Maison
D'anciens scientifiques d'OpenAI et de DeepMind obtiennent un financement initial record de 300 millions de dollars pour l'automatisation scientifique basée sur l'IA

Periodic Labs est sorti de l'ombre mardi en annonçant une levée de fonds monumentale de 300 millions de dollars. Ce financement est soutenu par une véritable pléiade de stars de l'industrie technologique, notamment Andreessen Horowitz, DST Global, Nvidia, Accel, Elad Gil, Jeff Dean, Eric Schmidt et Jeff Bezos.
La société a été fondée par Ekin Dogus Cubuk et Liam Fedus. M. Cubuk dirigeait auparavant l'équipe chargée des matériaux et de la chimie chez Google Brain et DeepMind.
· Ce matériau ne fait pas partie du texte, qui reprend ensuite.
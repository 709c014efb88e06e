//! Manager-wide tunables.

use std::time::Duration;

const DEFAULT_TIMEOUT: Duration = Duration::from_secs(30);

/// Timeout classes applied to connections.
#[derive(Debug, Clone, Copy, PartialEq, Eq)]
pub struct Timeouts {
    /// First read on a new connection (and TLS handshakes).
    pub init: Duration,
    /// Between messages when the client did not ask for keepalive.
    pub idle: Duration,
    /// Between messages on keepalive connections.
    pub keepalive: Duration,
    /// Value advertised to clients in the keepalive option.
    pub advertised: Duration,
}

impl Default for Timeouts {
    fn default() -> Self {
        Self {
            init: DEFAULT_TIMEOUT,
            idle: DEFAULT_TIMEOUT,
            keepalive: DEFAULT_TIMEOUT,
            advertised: DEFAULT_TIMEOUT,
        }
    }
}

impl Timeouts {
    pub fn from_millis(init: u64, idle: u64, keepalive: u64, advertised: u64) -> Self {
        Self {
            init: Duration::from_millis(init),
            idle: Duration::from_millis(idle),
            keepalive: Duration::from_millis(keepalive),
            advertised: Duration::from_millis(advertised),
        }
    }
}

/// Socket buffer sizes. Zero keeps the operating system default.
#[derive(Debug, Clone, Copy, PartialEq, Eq, Default)]
pub struct NetBuffers {
    pub recv_tcp: usize,
    pub send_tcp: usize,
    pub recv_udp: usize,
    pub send_udp: usize,
}

/// Snapshot of everything a socket reads from its manager.
#[derive(Debug, Clone, Default)]
pub struct Settings {
    pub timeouts: Timeouts,
    pub buffers: NetBuffers,
    /// Largest UDP datagram that is sent or received; zero disables the limit.
    pub max_udp: usize,
}
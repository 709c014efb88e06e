//! DNS over HTTP/2: endpoints, status codes, client sessions.

use std::net::SocketAddr;

use bytes::Bytes;
use http::header::{CACHE_CONTROL, CONTENT_TYPE};
use http::{Method, Request, Response, StatusCode};
use http_body_util::{BodyExt, Full};
use hyper_util::rt::{TokioExecutor, TokioIo};

use netmgr::net::{make_uri, UriTarget};
use netmgr::{Handle, HttpEndpoints, Manager, NetError, Socket};

mod common;
use common::{localhost, WAIT};

const DNS_MESSAGE: &str = "application/dns-message";

fn serve(mgr: &Manager, endpoints: &HttpEndpoints, tls: bool) -> Socket {
    let tls = tls.then(common::server_tls);
    mgr.listen_http(localhost(), 16, None, tls.as_ref(), endpoints, 0)
        .unwrap()
}

fn echo_endpoints() -> HttpEndpoints {
    let endpoints = HttpEndpoints::new();
    endpoints.add("/dns-query", common::echo).unwrap();
    endpoints
}

fn uri(https: bool, addr: SocketAddr, path: &str) -> String {
    make_uri(https, UriTarget::Addr(addr), path, 128).unwrap()
}

/// One request over a fresh prior-knowledge HTTP/2 connection.
async fn h2c_request(addr: SocketAddr, request: Request<Full<Bytes>>) -> Response<Bytes> {
    let stream = tokio::net::TcpStream::connect(addr).await.unwrap();
    let (mut sender, conn) =
        hyper::client::conn::http2::handshake(TokioExecutor::new(), TokioIo::new(stream))
            .await
            .unwrap();
    let conn = tokio::spawn(conn);

    let response = sender.send_request(request).await.unwrap();
    let (parts, body) = response.into_parts();
    let body = body.collect().await.unwrap().to_bytes();

    drop(sender);
    conn.abort();
    Response::from_parts(parts, body)
}

fn request(method: Method, uri: &str, content_type: Option<&str>, body: &[u8]) -> Request<Full<Bytes>> {
    let mut builder = Request::builder().method(method).uri(uri);
    if let Some(content_type) = content_type {
        builder = builder.header(CONTENT_TYPE, content_type);
    }
    builder.body(Full::new(Bytes::copy_from_slice(body))).unwrap()
}

#[test]
fn https_post_round_trip() {
    let mgr = common::manager(2);
    let listener = serve(&mgr, &echo_endpoints(), true);
    let tls = common::client_tls();
    let target = uri(true, listener.local_addr(), "/dns-query");

    let handle = common::connect(|cb| {
        mgr.http_connect(localhost(), listener.local_addr(), &target, true, cb, Some(&tls), WAIT)
    })
    .unwrap();
    assert!(handle.is_http());
    assert!(handle.has_encryption());

    let replies = common::collect(&handle);
    common::send_sync(&handle, b"\x00\x01post").unwrap();
    assert_eq!(replies.recv_timeout(WAIT).unwrap().unwrap(), b"\x00\x01post");

    drop(handle);
    mgr.destroy();
}

#[test]
fn h2c_get_round_trip_on_one_session() {
    let mgr = common::manager(1);
    let listener = serve(&mgr, &echo_endpoints(), false);
    let target = uri(false, listener.local_addr(), "/dns-query");

    let handle = common::connect(|cb| {
        mgr.http_connect(localhost(), listener.local_addr(), &target, false, cb, None, WAIT)
    })
    .unwrap();
    assert!(!handle.has_encryption());

    for message in [&b"\xfb\xff\x00"[..], b"second query"] {
        let replies = common::collect(&handle);
        common::send_sync(&handle, message).unwrap();
        assert_eq!(replies.recv_timeout(WAIT).unwrap().unwrap(), message);
    }

    drop(handle);
    mgr.destroy();
}

#[test]
fn unknown_path_is_reported_to_the_client() {
    let mgr = common::manager(1);
    let listener = serve(&mgr, &echo_endpoints(), false);
    let target = uri(false, listener.local_addr(), "/missing");

    let handle = common::connect(|cb| {
        mgr.http_connect(localhost(), listener.local_addr(), &target, true, cb, None, WAIT)
    })
    .unwrap();
    let replies = common::collect(&handle);
    common::send_sync(&handle, b"query").unwrap();

    match replies.recv_timeout(WAIT).unwrap() {
        Err(NetError::Http(message)) => assert!(message.contains("404"), "{message}"),
        other => panic!("unexpected result: {other:?}"),
    }

    drop(handle);
    mgr.destroy();
}

#[test]
fn dropped_request_answers_500() {
    let mgr = common::manager(1);
    let endpoints = HttpEndpoints::new();
    endpoints.add("/dns-query", |_, _| {}).unwrap();
    let listener = serve(&mgr, &endpoints, false);
    let target = uri(false, listener.local_addr(), "/dns-query");

    let handle = common::connect(|cb| {
        mgr.http_connect(localhost(), listener.local_addr(), &target, true, cb, None, WAIT)
    })
    .unwrap();
    let replies = common::collect(&handle);
    common::send_sync(&handle, b"query").unwrap();

    match replies.recv_timeout(WAIT).unwrap() {
        Err(NetError::Http(message)) => assert!(message.contains("500"), "{message}"),
        other => panic!("unexpected result: {other:?}"),
    }

    drop(handle);
    mgr.destroy();
}

#[test]
fn endpoints_freeze_once_served() {
    let mgr = common::manager(1);
    let endpoints = echo_endpoints();
    assert!(!endpoints.is_frozen());
    let _listener = serve(&mgr, &endpoints, false);

    assert!(endpoints.is_frozen());
    assert_eq!(
        endpoints.add("/other", common::echo),
        Err(NetError::EndpointsFrozen)
    );
    assert_eq!(endpoints.len(), 1);
    mgr.destroy();
}

#[test]
fn invalid_uri_fails_the_connect() {
    let mgr = common::manager(1);
    let result = common::connect(|cb| {
        mgr.http_connect(
            localhost(),
            "127.0.0.1:443".parse().unwrap(),
            "https://127.0.0.1/dns-query",
            true,
            cb,
            None,
            WAIT,
        )
    });
    assert!(matches!(result, Err(NetError::Tls(_))));
    mgr.destroy();
}

#[tokio::test]
async fn request_validation_status_codes() {
    let mgr = common::manager(1);
    let listener = serve(&mgr, &echo_endpoints(), false);
    let addr = listener.local_addr();
    let base = format!("http://{addr}");
    let query = format!("{base}/dns-query");

    let cases = [
        (request(Method::GET, &format!("{base}/nope?dns=AAAA"), None, b""), StatusCode::NOT_FOUND),
        (request(Method::PUT, &query, Some(DNS_MESSAGE), b"x"), StatusCode::METHOD_NOT_ALLOWED),
        (request(Method::POST, &query, Some("text/plain"), b"x"), StatusCode::UNSUPPORTED_MEDIA_TYPE),
        (request(Method::POST, &query, Some(DNS_MESSAGE), b""), StatusCode::BAD_REQUEST),
        (request(Method::GET, &query, None, b""), StatusCode::BAD_REQUEST),
        (
            request(Method::POST, &query, Some(DNS_MESSAGE), &vec![0u8; 70_000]),
            StatusCode::PAYLOAD_TOO_LARGE,
        ),
    ];
    for (req, expected) in cases {
        let what = format!("{} {}", req.method(), req.uri().path());
        let response = h2c_request(addr, req).await;
        assert_eq!(response.status(), expected, "{what}");
    }

    let response = h2c_request(addr, request(Method::GET, &format!("{query}?dns=AAEC"), None, b"")).await;
    assert_eq!(response.status(), StatusCode::OK);
    assert_eq!(response.headers()[CONTENT_TYPE], DNS_MESSAGE);
    assert_eq!(response.body().as_ref(), &[0u8, 1, 2]);

    tokio::task::spawn_blocking(move || mgr.destroy()).await.unwrap();
}

#[tokio::test]
async fn max_age_sets_cache_control() {
    let mgr = common::manager(1);
    let endpoints = HttpEndpoints::new();
    endpoints
        .add("/dns-query", |handle: &Handle, result: netmgr::Result<&[u8]>| {
            if let Ok(message) = result {
                handle.set_max_age(300);
                handle.send(message.to_vec(), |_, _| {});
            }
        })
        .unwrap();
    let listener = serve(&mgr, &endpoints, false);
    let query = format!("http://{}/dns-query", listener.local_addr());

    let response = h2c_request(
        listener.local_addr(),
        request(Method::POST, &query, Some(DNS_MESSAGE), b"cached"),
    )
    .await;
    assert_eq!(response.status(), StatusCode::OK);
    assert_eq!(response.headers()[CACHE_CONTROL], "max-age=300");
    assert_eq!(response.body().as_ref(), b"cached");

    tokio::task::spawn_blocking(move || mgr.destroy()).await.unwrap();
}
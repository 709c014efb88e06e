//! One-shot timers bound to a handle.
//!
//! The callback runs on the worker that owns the handle's socket. A timer
//! that is restarted or stopped before it fires never delivers the old
//! expiry.

use std::sync::atomic::{AtomicBool, AtomicU64, Ordering};
use std::sync::{Arc, Weak};
use std::time::Duration;

use crate::error::{NetError, Result};
use crate::net::handle::Handle;

type TimerCb = Arc<dyn Fn(&Handle, Result<()>) + Send + Sync>;

struct TimerInner {
    handle: Handle,
    cb: TimerCb,
    generation: AtomicU64,
    running: AtomicBool,
}

/// Timer attached to a handle. Cloning attaches another reference to the
/// same timer; the handle is held until the last clone is dropped.
#[derive(Clone)]
pub struct Timer {
    inner: Arc<TimerInner>,
}

impl std::fmt::Debug for Timer {
    fn fmt(&self, f: &mut std::fmt::Formatter<'_>) -> std::fmt::Result {
        f.debug_struct("Timer")
            .field("handle", &self.inner.handle)
            .field("running", &self.is_running())
            .finish()
    }
}

impl Timer {
    /// Create a stopped timer. `cb` gets `Ok(())` on expiry, or
    /// [`NetError::Canceled`] if the socket closed while the timer ran.
    pub fn new<F>(handle: &Handle, cb: F) -> Self
    where
        F: Fn(&Handle, Result<()>) + Send + Sync + 'static,
    {
        Self {
            inner: Arc::new(TimerInner {
                handle: handle.clone(),
                cb: Arc::new(cb),
                generation: AtomicU64::new(0),
                running: AtomicBool::new(false),
            }),
        }
    }

    /// (Re)start the timer. A pending expiry is discarded.
    pub fn start(&self, after: Duration) {
        let generation = self.inner.generation.fetch_add(1, Ordering::AcqRel) + 1;
        self.inner.running.store(true, Ordering::Release);

        let sock = self.inner.handle.inner.sock.clone();
        let weak: Weak<TimerInner> = Arc::downgrade(&self.inner);
        sock.core.clone().spawn_on(sock.tid, async move {
            tokio::time::sleep(after).await;
            let Some(timer) = weak.upgrade() else {
                return;
            };
            if timer.generation.load(Ordering::Acquire) != generation {
                return;
            }
            timer.running.store(false, Ordering::Release);
            let result = if sock.is_usable() {
                Ok(())
            } else {
                Err(NetError::Canceled)
            };
            (timer.cb)(&timer.handle, result);
        });
    }

    /// Stop the timer; a pending expiry is discarded.
    pub fn stop(&self) {
        self.inner.generation.fetch_add(1, Ordering::AcqRel);
        self.inner.running.store(false, Ordering::Release);
    }

    pub fn is_running(&self) -> bool {
        self.inner.running.load(Ordering::Acquire)
    }

    pub fn handle(&self) -> &Handle {
        &self.inner.handle
    }
}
Il y a mené des projets tels que GNoME, un outil d'IA qui, en 2023, a identifié plus de 2 millions de nouveaux cristaux, des matériaux qui, selon les chercheurs, pourraient être à l'origine de futures avancées technologiques.
Fedus est un ancien vice-président de la recherche chez OpenAI et l'un des principaux chercheurs à l'origine de la création de ChatGPT. Il a également dirigé l'équipe qui a développé le premier réseau neuronal à un trillion de paramètres.
L'équipe principale est également composée de chercheurs possédant une grande expérience dans le domaine de l'IA et de la science des matériaux, allant du développement de l'agent Operator d'OpenAI à la contribution à MatterGen de Microsoft, un LLM pour la découverte de matériaux.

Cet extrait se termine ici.